## Your objective
Below are records; quote them exactly from the first line through the line that contains "skip mesh discretization.".

(Dataset records)

^^^^

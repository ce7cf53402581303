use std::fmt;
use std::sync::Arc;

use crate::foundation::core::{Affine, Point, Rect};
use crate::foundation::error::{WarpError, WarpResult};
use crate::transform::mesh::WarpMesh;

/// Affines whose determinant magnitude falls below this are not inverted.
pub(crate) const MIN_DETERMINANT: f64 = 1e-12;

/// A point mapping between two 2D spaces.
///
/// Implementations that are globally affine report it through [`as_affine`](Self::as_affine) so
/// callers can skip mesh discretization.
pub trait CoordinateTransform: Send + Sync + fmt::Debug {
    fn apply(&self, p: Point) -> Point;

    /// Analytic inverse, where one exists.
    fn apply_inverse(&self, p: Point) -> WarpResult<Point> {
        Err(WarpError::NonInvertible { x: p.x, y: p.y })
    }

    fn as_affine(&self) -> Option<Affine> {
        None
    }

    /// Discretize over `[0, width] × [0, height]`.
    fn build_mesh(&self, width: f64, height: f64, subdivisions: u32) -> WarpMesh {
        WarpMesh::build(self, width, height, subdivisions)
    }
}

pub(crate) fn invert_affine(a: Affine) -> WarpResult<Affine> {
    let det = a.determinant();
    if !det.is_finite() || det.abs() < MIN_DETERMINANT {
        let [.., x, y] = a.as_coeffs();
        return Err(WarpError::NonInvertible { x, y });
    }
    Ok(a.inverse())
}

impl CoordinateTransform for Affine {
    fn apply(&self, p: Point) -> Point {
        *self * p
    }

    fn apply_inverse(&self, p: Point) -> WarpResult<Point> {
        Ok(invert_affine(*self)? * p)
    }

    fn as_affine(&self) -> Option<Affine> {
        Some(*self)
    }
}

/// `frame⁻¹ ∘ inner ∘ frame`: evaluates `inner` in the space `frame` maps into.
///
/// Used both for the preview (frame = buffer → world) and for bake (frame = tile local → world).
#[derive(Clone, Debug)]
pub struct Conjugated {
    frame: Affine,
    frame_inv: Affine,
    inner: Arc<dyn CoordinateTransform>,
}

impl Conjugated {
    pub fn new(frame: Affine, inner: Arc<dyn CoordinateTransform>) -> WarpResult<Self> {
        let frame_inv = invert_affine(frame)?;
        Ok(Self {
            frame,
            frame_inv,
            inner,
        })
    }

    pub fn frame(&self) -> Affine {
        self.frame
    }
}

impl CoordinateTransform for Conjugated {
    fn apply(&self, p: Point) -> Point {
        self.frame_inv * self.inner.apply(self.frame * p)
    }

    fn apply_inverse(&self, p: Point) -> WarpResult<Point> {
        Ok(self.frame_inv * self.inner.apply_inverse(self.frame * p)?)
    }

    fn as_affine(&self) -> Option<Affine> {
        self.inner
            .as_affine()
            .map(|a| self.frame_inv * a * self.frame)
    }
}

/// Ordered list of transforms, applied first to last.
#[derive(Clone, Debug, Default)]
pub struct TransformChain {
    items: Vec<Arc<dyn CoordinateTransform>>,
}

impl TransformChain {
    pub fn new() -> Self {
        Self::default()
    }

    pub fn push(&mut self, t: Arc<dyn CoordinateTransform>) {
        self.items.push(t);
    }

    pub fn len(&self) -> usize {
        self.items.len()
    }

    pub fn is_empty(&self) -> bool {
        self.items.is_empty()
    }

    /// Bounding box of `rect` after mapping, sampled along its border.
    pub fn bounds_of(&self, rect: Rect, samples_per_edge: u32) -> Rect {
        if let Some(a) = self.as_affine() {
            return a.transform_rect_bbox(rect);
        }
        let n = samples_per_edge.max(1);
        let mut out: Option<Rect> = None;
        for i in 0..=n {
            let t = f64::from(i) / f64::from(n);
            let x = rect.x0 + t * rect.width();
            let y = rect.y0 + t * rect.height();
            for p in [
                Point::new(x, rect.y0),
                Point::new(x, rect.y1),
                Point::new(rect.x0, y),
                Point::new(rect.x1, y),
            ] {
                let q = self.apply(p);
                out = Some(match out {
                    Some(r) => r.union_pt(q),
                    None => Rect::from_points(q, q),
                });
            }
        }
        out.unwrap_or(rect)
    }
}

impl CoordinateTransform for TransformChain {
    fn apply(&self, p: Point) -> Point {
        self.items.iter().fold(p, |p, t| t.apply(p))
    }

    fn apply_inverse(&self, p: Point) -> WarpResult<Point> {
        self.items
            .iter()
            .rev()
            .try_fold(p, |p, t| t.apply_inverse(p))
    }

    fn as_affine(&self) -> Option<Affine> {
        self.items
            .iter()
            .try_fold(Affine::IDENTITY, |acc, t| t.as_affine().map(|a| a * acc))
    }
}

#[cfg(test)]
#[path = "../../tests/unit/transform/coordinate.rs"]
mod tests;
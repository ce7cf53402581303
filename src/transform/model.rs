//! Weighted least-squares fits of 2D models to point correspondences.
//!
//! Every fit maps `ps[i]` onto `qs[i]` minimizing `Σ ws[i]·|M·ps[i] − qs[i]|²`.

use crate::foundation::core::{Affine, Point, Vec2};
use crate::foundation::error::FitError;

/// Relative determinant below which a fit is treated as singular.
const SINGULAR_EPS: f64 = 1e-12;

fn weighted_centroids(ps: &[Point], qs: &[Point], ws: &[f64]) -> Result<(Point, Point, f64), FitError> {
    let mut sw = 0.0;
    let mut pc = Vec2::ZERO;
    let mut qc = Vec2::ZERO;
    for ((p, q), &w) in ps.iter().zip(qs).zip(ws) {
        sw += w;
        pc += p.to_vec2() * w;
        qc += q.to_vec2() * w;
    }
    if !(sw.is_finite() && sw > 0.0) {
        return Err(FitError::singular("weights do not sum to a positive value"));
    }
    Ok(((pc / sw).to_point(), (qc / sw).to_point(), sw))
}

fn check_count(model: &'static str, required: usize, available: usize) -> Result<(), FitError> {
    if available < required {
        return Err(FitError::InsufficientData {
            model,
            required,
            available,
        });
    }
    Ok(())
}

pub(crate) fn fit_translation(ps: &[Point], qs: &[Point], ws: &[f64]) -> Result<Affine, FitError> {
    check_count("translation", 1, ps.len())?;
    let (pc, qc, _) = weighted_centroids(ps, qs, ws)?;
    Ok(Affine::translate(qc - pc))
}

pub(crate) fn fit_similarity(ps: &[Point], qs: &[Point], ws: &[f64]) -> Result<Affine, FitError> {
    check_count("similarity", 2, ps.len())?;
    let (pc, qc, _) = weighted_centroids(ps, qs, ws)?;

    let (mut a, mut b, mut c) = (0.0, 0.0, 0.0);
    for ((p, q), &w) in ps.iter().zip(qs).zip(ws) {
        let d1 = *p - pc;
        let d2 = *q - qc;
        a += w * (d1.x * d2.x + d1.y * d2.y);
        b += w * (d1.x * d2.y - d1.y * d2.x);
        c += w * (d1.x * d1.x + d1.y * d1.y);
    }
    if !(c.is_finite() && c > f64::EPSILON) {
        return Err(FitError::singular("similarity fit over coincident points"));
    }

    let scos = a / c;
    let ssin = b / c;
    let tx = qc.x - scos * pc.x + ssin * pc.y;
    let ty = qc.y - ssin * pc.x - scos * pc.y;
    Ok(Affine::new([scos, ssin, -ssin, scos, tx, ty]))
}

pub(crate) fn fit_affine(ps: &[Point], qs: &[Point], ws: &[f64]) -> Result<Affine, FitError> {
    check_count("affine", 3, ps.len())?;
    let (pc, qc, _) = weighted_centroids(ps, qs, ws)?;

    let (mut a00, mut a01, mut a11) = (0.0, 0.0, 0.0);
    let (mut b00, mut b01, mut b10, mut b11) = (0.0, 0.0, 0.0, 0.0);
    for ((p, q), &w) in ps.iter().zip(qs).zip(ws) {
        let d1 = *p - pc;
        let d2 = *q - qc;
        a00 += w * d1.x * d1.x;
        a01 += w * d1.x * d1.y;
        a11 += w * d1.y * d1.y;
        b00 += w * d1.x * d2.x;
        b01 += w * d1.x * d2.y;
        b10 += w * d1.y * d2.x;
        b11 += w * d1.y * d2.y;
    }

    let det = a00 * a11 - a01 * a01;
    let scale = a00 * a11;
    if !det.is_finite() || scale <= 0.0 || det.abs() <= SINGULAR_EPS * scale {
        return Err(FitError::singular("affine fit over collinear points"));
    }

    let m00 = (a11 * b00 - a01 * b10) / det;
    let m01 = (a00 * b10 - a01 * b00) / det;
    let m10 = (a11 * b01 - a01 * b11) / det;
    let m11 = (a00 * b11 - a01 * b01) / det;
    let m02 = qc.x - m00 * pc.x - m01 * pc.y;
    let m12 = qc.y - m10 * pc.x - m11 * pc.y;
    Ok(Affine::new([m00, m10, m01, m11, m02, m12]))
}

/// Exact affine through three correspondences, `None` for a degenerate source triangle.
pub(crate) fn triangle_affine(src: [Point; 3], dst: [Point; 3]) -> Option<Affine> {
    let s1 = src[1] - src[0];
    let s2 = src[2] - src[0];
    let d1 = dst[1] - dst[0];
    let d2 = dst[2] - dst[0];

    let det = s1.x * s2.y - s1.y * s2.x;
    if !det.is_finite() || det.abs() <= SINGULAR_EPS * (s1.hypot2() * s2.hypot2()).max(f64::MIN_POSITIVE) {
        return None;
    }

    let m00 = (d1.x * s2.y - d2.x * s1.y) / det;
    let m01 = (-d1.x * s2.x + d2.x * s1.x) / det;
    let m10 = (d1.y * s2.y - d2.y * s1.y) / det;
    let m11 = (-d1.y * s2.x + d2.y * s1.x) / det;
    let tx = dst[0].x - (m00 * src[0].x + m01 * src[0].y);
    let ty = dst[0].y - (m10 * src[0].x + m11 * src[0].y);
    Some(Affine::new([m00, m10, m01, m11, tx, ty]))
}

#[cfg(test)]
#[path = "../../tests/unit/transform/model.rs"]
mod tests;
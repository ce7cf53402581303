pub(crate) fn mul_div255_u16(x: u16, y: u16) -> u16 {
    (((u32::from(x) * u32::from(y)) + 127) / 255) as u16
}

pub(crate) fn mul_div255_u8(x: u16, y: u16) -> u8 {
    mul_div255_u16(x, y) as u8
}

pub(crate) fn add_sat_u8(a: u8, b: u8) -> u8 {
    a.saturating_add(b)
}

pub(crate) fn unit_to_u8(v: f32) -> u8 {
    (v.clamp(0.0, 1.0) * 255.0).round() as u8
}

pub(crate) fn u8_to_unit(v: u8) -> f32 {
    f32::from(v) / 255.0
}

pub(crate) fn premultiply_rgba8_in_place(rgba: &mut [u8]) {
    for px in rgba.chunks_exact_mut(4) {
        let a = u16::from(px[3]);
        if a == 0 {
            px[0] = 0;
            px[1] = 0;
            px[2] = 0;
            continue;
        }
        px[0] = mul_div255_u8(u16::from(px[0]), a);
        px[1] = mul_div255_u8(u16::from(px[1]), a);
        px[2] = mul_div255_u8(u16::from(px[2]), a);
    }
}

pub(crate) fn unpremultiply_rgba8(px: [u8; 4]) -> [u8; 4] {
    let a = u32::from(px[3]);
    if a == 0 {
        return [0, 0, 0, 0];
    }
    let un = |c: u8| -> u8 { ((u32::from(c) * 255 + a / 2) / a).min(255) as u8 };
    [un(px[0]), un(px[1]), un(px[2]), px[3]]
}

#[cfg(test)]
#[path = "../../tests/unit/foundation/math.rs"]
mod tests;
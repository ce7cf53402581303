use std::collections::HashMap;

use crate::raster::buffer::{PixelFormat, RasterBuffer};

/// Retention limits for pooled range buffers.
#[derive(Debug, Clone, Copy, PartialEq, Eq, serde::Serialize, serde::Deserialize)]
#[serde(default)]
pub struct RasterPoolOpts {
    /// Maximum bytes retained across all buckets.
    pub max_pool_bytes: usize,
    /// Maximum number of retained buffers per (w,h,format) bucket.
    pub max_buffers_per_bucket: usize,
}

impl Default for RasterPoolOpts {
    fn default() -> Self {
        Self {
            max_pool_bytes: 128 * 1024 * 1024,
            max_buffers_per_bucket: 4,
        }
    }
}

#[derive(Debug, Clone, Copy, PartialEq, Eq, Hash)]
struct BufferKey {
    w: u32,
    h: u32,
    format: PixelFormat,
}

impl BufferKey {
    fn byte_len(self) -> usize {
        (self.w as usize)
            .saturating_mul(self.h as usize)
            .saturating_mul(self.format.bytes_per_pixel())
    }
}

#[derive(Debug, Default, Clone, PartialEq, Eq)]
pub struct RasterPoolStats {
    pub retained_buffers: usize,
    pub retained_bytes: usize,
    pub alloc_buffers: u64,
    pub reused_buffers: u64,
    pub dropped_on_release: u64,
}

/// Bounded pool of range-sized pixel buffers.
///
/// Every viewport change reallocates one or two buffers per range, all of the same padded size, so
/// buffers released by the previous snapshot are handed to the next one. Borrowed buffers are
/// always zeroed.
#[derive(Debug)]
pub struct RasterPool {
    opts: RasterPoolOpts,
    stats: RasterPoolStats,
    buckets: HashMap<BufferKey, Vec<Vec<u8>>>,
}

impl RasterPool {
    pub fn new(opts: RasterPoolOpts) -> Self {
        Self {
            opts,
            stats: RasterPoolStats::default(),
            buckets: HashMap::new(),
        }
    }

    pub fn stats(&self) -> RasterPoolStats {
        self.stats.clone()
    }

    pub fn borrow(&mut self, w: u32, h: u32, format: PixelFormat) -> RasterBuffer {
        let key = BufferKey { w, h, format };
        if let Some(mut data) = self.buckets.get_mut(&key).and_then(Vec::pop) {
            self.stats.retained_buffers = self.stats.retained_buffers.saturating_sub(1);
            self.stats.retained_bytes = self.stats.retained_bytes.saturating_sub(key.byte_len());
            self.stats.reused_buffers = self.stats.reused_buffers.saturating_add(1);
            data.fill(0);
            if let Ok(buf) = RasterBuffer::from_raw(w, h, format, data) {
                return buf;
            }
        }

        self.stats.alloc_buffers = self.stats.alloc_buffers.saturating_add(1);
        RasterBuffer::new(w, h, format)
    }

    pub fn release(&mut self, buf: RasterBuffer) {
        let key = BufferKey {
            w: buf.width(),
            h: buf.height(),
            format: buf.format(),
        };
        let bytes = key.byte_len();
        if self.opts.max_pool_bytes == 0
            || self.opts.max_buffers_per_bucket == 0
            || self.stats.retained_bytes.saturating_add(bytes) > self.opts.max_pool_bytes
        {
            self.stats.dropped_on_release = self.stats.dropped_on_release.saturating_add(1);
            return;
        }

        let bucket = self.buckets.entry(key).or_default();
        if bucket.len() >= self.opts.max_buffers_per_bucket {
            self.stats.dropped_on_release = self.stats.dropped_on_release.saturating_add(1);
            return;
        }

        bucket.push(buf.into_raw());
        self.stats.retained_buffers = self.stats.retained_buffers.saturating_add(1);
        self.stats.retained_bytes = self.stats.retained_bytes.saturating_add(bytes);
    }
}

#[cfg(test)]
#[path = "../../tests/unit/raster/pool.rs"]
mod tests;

^^^^

## Written answer
repository ce7cf53402581303
use std::fmt;
use std::sync::Arc;

use crate::foundation::core::{Affine, Point, Rect};
use crate::foundation::error::{WarpError, WarpResult};
use crate::transform::mesh::WarpMesh;

/// Affines whose determinant magnitude falls below this are not inverted.
pub(crate) const MIN_DETERMINANT: f64 = 1e-12;

/// A point mapping between two 2D spaces.
///
/// Implementations that are globally affine report it through [`as_affine`](Self::as_affine) so
/// callers can skip mesh discretization.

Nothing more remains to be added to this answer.